WHAT THE EXERCISE ASKS -> What lines below contain the string "struct"? List them all.

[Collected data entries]
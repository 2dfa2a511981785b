use axum::extract::{Path, Query, State};
use axum::Json;
use serde::{Deserialize, Serialize};

use super::{parse_scope, AppState};
use crate::domain::{Decimal, NewProduct, TimeMs};
use crate::error::AppError;
use crate::views::ResolvedProduct;

#[derive(Debug, Deserialize)]
#[serde(rename_all = "camelCase")]
pub struct ScopeQuery {
    pub store_id: String,
    pub marketplace: String,
}

/// Create/replace payload. Absent or null numeric fields coerce to 0,
/// matching the calculator's "no such cost" rule. An absent VAT flag
/// means the packaging cost was entered VAT-inclusive.
#[derive(Debug, Deserialize)]
#[serde(rename_all = "camelCase")]
pub struct ProductBody {
    pub store_id: String,
    pub marketplace: String,
    pub name: String,
    pub category: Option<String>,
    pub external_id: Option<String>,
    pub buy_price: Option<Decimal>,
    pub sales_price: Option<Decimal>,
    pub commission_rate: Option<Decimal>,
    pub vat_rate: Option<Decimal>,
    pub desi: Option<Decimal>,
    pub shipping_cost: Option<Decimal>,
    pub extra_cost: Option<Decimal>,
    pub ad_cost: Option<Decimal>,
    pub packaging_cost: Option<Decimal>,
    pub packaging_vat_included: Option<bool>,
    pub return_rate: Option<Decimal>,
    pub service_fee: Option<Decimal>,
}

#[derive(Debug, Serialize)]
#[serde(rename_all = "camelCase")]
pub struct ProductsResponse {
    pub products: Vec<ResolvedProduct>,
    pub revision: i64,
    pub computed_at: i64,
}

#[derive(Debug, Serialize)]
pub struct CreatedResponse {
    pub id: i64,
}

fn to_new_product(body: &ProductBody) -> Result<NewProduct, AppError> {
    let (store_id, marketplace) = parse_scope(&body.store_id, &body.marketplace)?;
    let name = body.name.trim();
    if name.is_empty() {
        return Err(AppError::BadRequest("name must not be empty".to_string()));
    }

    Ok(NewProduct {
        store_id,
        marketplace,
        name: name.to_string(),
        category: body.category.clone(),
        external_id: body.external_id.clone(),
        buy_price: body.buy_price.unwrap_or_default(),
        sales_price: body.sales_price.unwrap_or_default(),
        commission_rate: body.commission_rate.unwrap_or_default(),
        vat_rate: body.vat_rate.unwrap_or_default(),
        desi: body.desi.unwrap_or_default(),
        shipping_cost: body.shipping_cost.unwrap_or_default(),
        extra_cost: body.extra_cost.unwrap_or_default(),
        ad_cost: body.ad_cost.unwrap_or_default(),
        packaging_cost: body.packaging_cost.unwrap_or_default(),
        packaging_vat_included: body.packaging_vat_included.unwrap_or(true),
        return_rate: body.return_rate.unwrap_or_default(),
        service_fee: body.service_fee.unwrap_or_default(),
    })
}

/// Every product in the scope with its financials resolved as of now.
pub async fn list_products(
    Query(params): Query<ScopeQuery>,
    State(state): State<AppState>,
) -> Result<Json<ProductsResponse>, AppError> {
    let (store_id, marketplace) = parse_scope(&params.store_id, &params.marketplace)?;

    let view = state
        .refresher
        .ensure_fresh(&store_id, &marketplace, TimeMs::now())
        .await?;

    Ok(Json(ProductsResponse {
        products: view.items.clone(),
        revision: view.revision,
        computed_at: view.computed_at.as_ms(),
    }))
}

pub async fn create_product(
    State(state): State<AppState>,
    Json(body): Json<ProductBody>,
) -> Result<Json<CreatedResponse>, AppError> {
    let product = to_new_product(&body)?;
    let id = state.repo.insert_product(&product).await?;
    Ok(Json(CreatedResponse { id }))
}

pub async fn update_product(
    Path(id): Path<i64>,
    State(state): State<AppState>,
    Json(body): Json<ProductBody>,
) -> Result<Json<serde_json::Value>, AppError> {
    let product = to_new_product(&body)?;
    let updated = state.repo.update_product(id, &product).await?;
    if !updated {
        return Err(AppError::NotFound(format!("No product with id {}", id)));
    }
    Ok(Json(serde_json::json!({"updated": true})))
}

pub async fn delete_product(
    Path(id): Path<i64>,
    State(state): State<AppState>,
) -> Result<Json<serde_json::Value>, AppError> {
    let deleted = state.repo.delete_product(id).await?;
    if !deleted {
        return Err(AppError::NotFound(format!("No product with id {}", id)));
    }
    Ok(Json(serde_json::json!({"deleted": true})))
}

REPLY ->
pub struct ScopeQuery {
pub struct ProductBody {
pub struct ProductsResponse {
pub struct CreatedResponse {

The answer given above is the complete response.